Lou Lumenick

Lou Lumenick

Movies

Starlet lost ‘The Wizard of Oz’ role because of Howard Hughes?

Did Howard Hughes cost a starlet a plum part in “The Wizard of Oz”?

On the 75th anniversary of the Judy Garland classic, a new book revives the story that Helen Gilbert lost the role of Glinda the good witch to Billie Burke because of Gilbert’s dalliance with the eccentric billionaire.

Books and documentaries have long hashed over the film’s casting issues — some MGM executives wanted Shirley Temple, who couldn’t handle the songs, as Dorothy; W.C. Fields might have played the Wizard if he hadn’t asked for more money.

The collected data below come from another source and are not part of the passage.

//! # Report Assembly
//!
//! Turns a [`SoundingBundle`](crate::bundle::SoundingBundle) into the flat
//! [`ReportDocument`] a renderer consumes. The renderer does no domain math:
//! every number it prints is formatted here.
//!
//! ## Example
//!
//! ```rust
//! use spt_core::bundle::SoundingBundle;
//! use spt_core::config::SptConfig;
//! use spt_core::report::assemble_report;
//! use spt_core::sounding::{ResponsibleTechnician, Sample, Sounding};
//!
//! let mut bundle = SoundingBundle::new(Sounding::new("SP-01"));
//! bundle.set_responsible(ResponsibleTechnician::new("Ana Souza", "SP-123456", "Engenheira Civil"));
//! bundle.samples.push(Sample::new(1, 1.0, Some(2), 3, 4));
//!
//! let doc = assemble_report(&bundle, &SptConfig::default()).unwrap();
//! assert_eq!(doc.samples[0].depth_range, "1.00 - 1.30");
//! ```

mod assembler;
pub mod document;

pub use assembler::{assemble_report, assemble_report_at, NORMATIVE_REFERENCES};
pub use document::ReportDocument;

use chrono::{NaiveDate, NaiveDateTime};

/// dd/mm/YYYY
pub fn format_date(date: NaiveDate) -> String {
    date.format("%d/%m/%Y").to_string()
}

/// dd/mm/YYYY HH:MM
pub fn format_date_time(at: NaiveDateTime) -> String {
    at.format("%d/%m/%Y %H:%M").to_string()
}

/// `Sondagem_<code>_<YYYYmmdd_HHMMSS>.pdf`
pub fn report_file_name(code: &str, at: NaiveDateTime) -> String {
    format!("Sondagem_{}_{}.pdf", code, at.format("%Y%m%d_%H%M%S"))
}
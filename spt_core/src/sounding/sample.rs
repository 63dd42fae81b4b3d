//! SPT samples (amostras): one blow-count measurement per test depth.
//!
//! The two NSPT pairs are derived values that are also stored, because the data
//! layer persists them. Every write to a blow count goes through a setter that
//! recomputes both pairs, so a freshly built or edited sample is always
//! consistent. Samples read back from storage may not be; that is what
//! [`crate::validation::validate_sample`] checks.

use serde::{Deserialize, Serialize};

use crate::calculations::nbr;

/// Nominal length of one SPT test section (m)
pub const SECTION_LENGTH_M: f64 = 0.15;
/// Full sampler penetration (cm)
pub const FULL_PENETRATION_CM: f64 = 45.0;

/// How the hole was advanced to the sample depth.
#[derive(Debug, Clone, Copy, PartialEq, Eq, Hash, Default, Serialize, Deserialize)]
pub enum PerforationType {
    /// Wash boring (trépano e lavagem)
    #[serde(rename = "TH")]
    WashBoring,
    /// Percussion (circulação/revestimento)
    #[default]
    #[serde(rename = "CR")]
    Percussion,
    /// Dry drilling (perfuração a seco)
    #[serde(rename = "PD")]
    DryDrill,
}

impl PerforationType {
    pub fn code(&self) -> &'static str {
        match self {
            PerforationType::WashBoring => "TH",
            PerforationType::Percussion => "CR",
            PerforationType::DryDrill => "PD",
        }
    }
}

/// One SPT measurement.
#[derive(Debug, Clone, PartialEq, Serialize, Deserialize)]
pub struct Sample {
    /// Sequence number, unique within the sounding
    pub number: u32,

    #[serde(default)]
    pub perforation: PerforationType,

    /// Depth where the sampler starts penetrating (m)
    pub initial_depth_m: f64,

    /// Depth at the end of the last 30 cm counted section (m), when recorded
    #[serde(default)]
    pub depth_30cm_end_m: Option<f64>,

    // Blow counts and both pairs only change through the setters below
    #[serde(default)]
    golpes_1a: Option<i32>,
    golpes_2a: i32,
    golpes_3a: i32,
    nspt_1a_2a: i32,
    nspt_2a_3a: i32,

    /// Penetration actually achieved (cm)
    pub penetration_cm: f64,

    /// Refusal criterion met (blow limit reached before 45 cm)
    #[serde(default)]
    pub blow_limit: bool,

    #[serde(default)]
    pub notes: Option<String>,
}

impl Sample {
    /// Create a sample with full 45 cm penetration and derived NSPT pairs.
    pub fn new(
        number: u32,
        initial_depth_m: f64,
        golpes_1a: Option<i32>,
        golpes_2a: i32,
        golpes_3a: i32,
    ) -> Self {
        let mut sample = Sample {
            number,
            perforation: PerforationType::default(),
            initial_depth_m,
            depth_30cm_end_m: None,
            golpes_1a,
            golpes_2a,
            golpes_3a,
            nspt_1a_2a: 0,
            nspt_2a_3a: 0,
            penetration_cm: FULL_PENETRATION_CM,
            blow_limit: false,
            notes: None,
        };
        sample.recompute_nspt();
        sample
    }

    /// Set the achieved penetration and refusal flag (builder style).
    pub fn with_penetration(mut self, penetration_cm: f64, blow_limit: bool) -> Self {
        self.penetration_cm = penetration_cm;
        self.blow_limit = blow_limit;
        self
    }

    pub fn with_perforation(mut self, perforation: PerforationType) -> Self {
        self.perforation = perforation;
        self
    }

    /// Overwrite both stored pairs as read from storage, without recomputing.
    ///
    /// For records whose persisted pairs may have drifted from the blow counts;
    /// [`crate::validation::validate_sample`] reports such drift.
    pub fn with_stored_pairs(mut self, nspt_1a_2a: i32, nspt_2a_3a: i32) -> Self {
        self.nspt_1a_2a = nspt_1a_2a;
        self.nspt_2a_3a = nspt_2a_3a;
        self
    }

    /// Blows for the first 15 cm (seating section), not always recorded
    pub fn golpes_1a(&self) -> Option<i32> {
        self.golpes_1a
    }

    /// Blows for the second 15 cm
    pub fn golpes_2a(&self) -> i32 {
        self.golpes_2a
    }

    /// Blows for the third 15 cm
    pub fn golpes_3a(&self) -> i32 {
        self.golpes_3a
    }

    /// Stored first pair: golpes_1a + golpes_2a
    pub fn nspt_1a_2a(&self) -> i32 {
        self.nspt_1a_2a
    }

    /// Stored NSPT: golpes_2a + golpes_3a
    pub fn nspt_2a_3a(&self) -> i32 {
        self.nspt_2a_3a
    }

    /// Replace all three blow counts.
    pub fn set_blows(&mut self, golpes_1a: Option<i32>, golpes_2a: i32, golpes_3a: i32) {
        self.golpes_1a = golpes_1a;
        self.golpes_2a = golpes_2a;
        self.golpes_3a = golpes_3a;
        self.recompute_nspt();
    }

    pub fn set_first(&mut self, golpes_1a: Option<i32>) {
        self.golpes_1a = golpes_1a;
        self.recompute_nspt();
    }

    pub fn set_second(&mut self, golpes_2a: i32) {
        self.golpes_2a = golpes_2a;
        self.recompute_nspt();
    }

    pub fn set_third(&mut self, golpes_3a: i32) {
        self.golpes_3a = golpes_3a;
        self.recompute_nspt();
    }

    /// Bring both stored pairs back in line with the blow counts.
    pub fn recompute_nspt(&mut self) {
        self.nspt_1a_2a = self.computed_first_pair();
        self.nspt_2a_3a = self.computed_nspt();
    }

    /// NSPT recomputed from the blow counts (ignores the stored value)
    pub fn computed_nspt(&self) -> i32 {
        nbr::nspt(self.golpes_2a, self.golpes_3a)
    }

    /// First pair recomputed from the blow counts; a missing first count is zero
    pub fn computed_first_pair(&self) -> i32 {
        self.golpes_1a.unwrap_or(0) + self.golpes_2a
    }

    /// End of the counted 30 cm: the stored depth, or initial + 0.30 m
    pub fn depth_range_end_m(&self) -> f64 {
        self.depth_30cm_end_m
            .unwrap_or(self.initial_depth_m + 2.0 * SECTION_LENGTH_M)
    }
}

#[cfg(test)]
mod tests {
    use super::*;

    #[test]
    fn test_new_sample_derives_pairs() {
        let sample = Sample::new(1, 1.0, Some(3), 4, 5);
        assert_eq!(sample.nspt_1a_2a(), 7);
        assert_eq!(sample.nspt_2a_3a(), 9);
        assert_eq!(sample.penetration_cm, 45.0);
        assert!(!sample.blow_limit);
    }

    #[test]
    fn test_missing_first_section_counts_as_zero() {
        let sample = Sample::new(1, 1.0, None, 4, 5);
        assert_eq!(sample.nspt_1a_2a(), 4);
        assert_eq!(sample.nspt_2a_3a(), 9);
    }

    #[test]
    fn test_recompute_on_second_section_update() {
        let mut sample = Sample::new(2, 2.0, Some(2), 3, 4);
        sample.set_second(10);
        assert_eq!(sample.nspt_2a_3a(), 14);
        assert_eq!(sample.nspt_1a_2a(), 12);
        assert_eq!(sample.nspt_2a_3a(), sample.golpes_2a() + sample.golpes_3a());
    }

    #[test]
    fn test_recompute_on_third_section_update() {
        let mut sample = Sample::new(3, 3.0, Some(2), 3, 4);
        sample.set_third(20);
        assert_eq!(sample.nspt_2a_3a(), 23);
        assert_eq!(sample.nspt_1a_2a(), 5);
    }

    #[test]
    fn test_recompute_on_first_section_and_bulk_update() {
        let mut sample = Sample::new(4, 4.0, None, 3, 4);
        sample.set_first(Some(6));
        assert_eq!(sample.nspt_1a_2a(), 9);

        sample.set_blows(Some(1), 1, 1);
        assert_eq!(sample.nspt_1a_2a(), 2);
        assert_eq!(sample.nspt_2a_3a(), 2);
    }

    #[test]
    fn test_every_blow_write_keeps_nspt_invariant() {
        let mut sample = Sample::new(1, 1.0, None, 3, 4);
        sample.set_second(10);
        sample.set_third(2);
        sample.set_first(Some(5));
        assert_eq!(sample.nspt_2a_3a(), sample.golpes_2a() + sample.golpes_3a());
        assert_eq!(sample.nspt_2a_3a(), 12);
        assert_eq!(sample.nspt_1a_2a(), 15);
    }

    #[test]
    fn test_stored_pairs_kept_verbatim() {
        let sample = Sample::new(1, 1.0, Some(1), 4, 5).with_stored_pairs(3, 20);
        assert_eq!(sample.nspt_1a_2a(), 3);
        assert_eq!(sample.nspt_2a_3a(), 20);
        assert_eq!(sample.computed_nspt(), 9);
    }

    #[test]
    fn test_inconsistent_stored_pairs_survive_json() {
        let json = r#"{
            "number": 1,
            "initial_depth_m": 1.0,
            "golpes_1a": null,
            "golpes_2a": 4,
            "golpes_3a": 5,
            "nspt_1a_2a": 4,
            "nspt_2a_3a": 12,
            "penetration_cm": 45.0
        }"#;
        let sample: Sample = serde_json::from_str(json).unwrap();
        assert_eq!(sample.golpes_2a(), 4);
        assert_eq!(sample.nspt_2a_3a(), 12);
        assert_eq!(sample.computed_nspt(), 9);
    }

    #[test]
    fn test_depth_range_end() {
        let mut sample = Sample::new(1, 1.0, None, 1, 1);
        assert!((sample.depth_range_end_m() - 1.30).abs() < 1e-9);
        sample.depth_30cm_end_m = Some(1.45);
        assert!((sample.depth_range_end_m() - 1.45).abs() < 1e-9);
    }

    #[test]
    fn test_perforation_serialization() {
        let json = serde_json::to_string(&PerforationType::WashBoring).unwrap();
        assert_eq!(json, "\"TH\"");
        let parsed: PerforationType = serde_json::from_str("\"PD\"").unwrap();
        assert_eq!(parsed, PerforationType::DryDrill);
    }
}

But Gilbert’s rarely rated more than a paragraph, like this one in David J. Hogan’s new “The Wizard of Oz FAQ”:

“Shortly after a young MGM contract player named Helen Gilbert was cast as Glinda, the inveterate girl-chaser Howard Hughes spirited her away for a fling…Gilbert was suspended, and the studio, which had been building her as a leading lady, allowed her contract to lapse after 1940.”

According to Hogan, a veteran film writer, “Hughes was always interested in attractive young actresses, and Gilbert was one of many,” he tells The Post. “In the eyes of MGM chief Louis B. Mayer, a contract actress who associated with Hughes was foolish and probably not deserving of star treatment.”

There’s no doubt MGM had high hopes for Gilbert — a cellist recruited from the studio orchestra because of her beauty.

She made her screen debut in 1939’s “Andy Hardy Gets Spring Fever” as the drama teacher Andy Hardy develops a crush on.

She’s touted as “the new personality” in the trailer for that year’s “The Secret of Dr. Kildare,” playing a patient with “psychosomatic blindness” who catches Lew Ayres’ eye.

She was photographed at a December 1939 charity event in Los Angeles with Hughes — wearing a costume from “Florian,” a horse-racing drama that turned out to be her only lead role.

Just a month before, she won an uncontested divorce from composer Mischa Bakaleinikoff, the first of her seven husbands.

“What’s there about this acting business that nurtures interlocutory decrees?” asked a disapproving Hollywood columnist.

Even as her career waned, Gilbert remained a regular in gossip columns.

Louella Parsons one remarked cryptically that “something happened” to sour MGM’s interest in Gilbert — who, four years after “Oz,” was reduced to an unbilled bit as one of the girls in “The Trolley Song” in “Meet Me in St. Louis.”

Film historian Alicia Mayer says the studio may well have dropped Gilbert if she were fooling around with Hughes — though she doubts her great-uncle Louis B. Mayer would have been involved personally.

“I think by then MGM was a fairly sophisticated outfit and certainly if anyone was going to be difficult to work with, or they had displayed signs of instability, off they went,” Mayer e-mailed from Australia. “Who has time for that?”

Except for a nice featured role as a gangster’s moll in “The Falcon Takes Over” (1942), Gilbert was known mostly for dating actors and other high-profile men like Judy Garland’s agent, Victor Orsatti.

Her husbands included a restaurateur who died of a heart attack in Rome, where they had gone in a failed attempt to restart her acting career in 1948.

The following year, she was wed for five months to Johnny Stompanato, a gangster who years later was stabbed to death by the teenage daughter of his girlfriend, Lana Turner.

At their 1949 divorce hearing, Gilbert testified: “Johnny had no means. I did what I could to support him.”

A friendship with producer Alex Gordon finally yielded a brief comeback in 1956, when Gilbert, still beautiful, landed a juicy role in “Girls in Prison.”

Nothing more is known about the would-be Glinda, who died of cardiac arrest in Los Angeles, age 80, in 1995.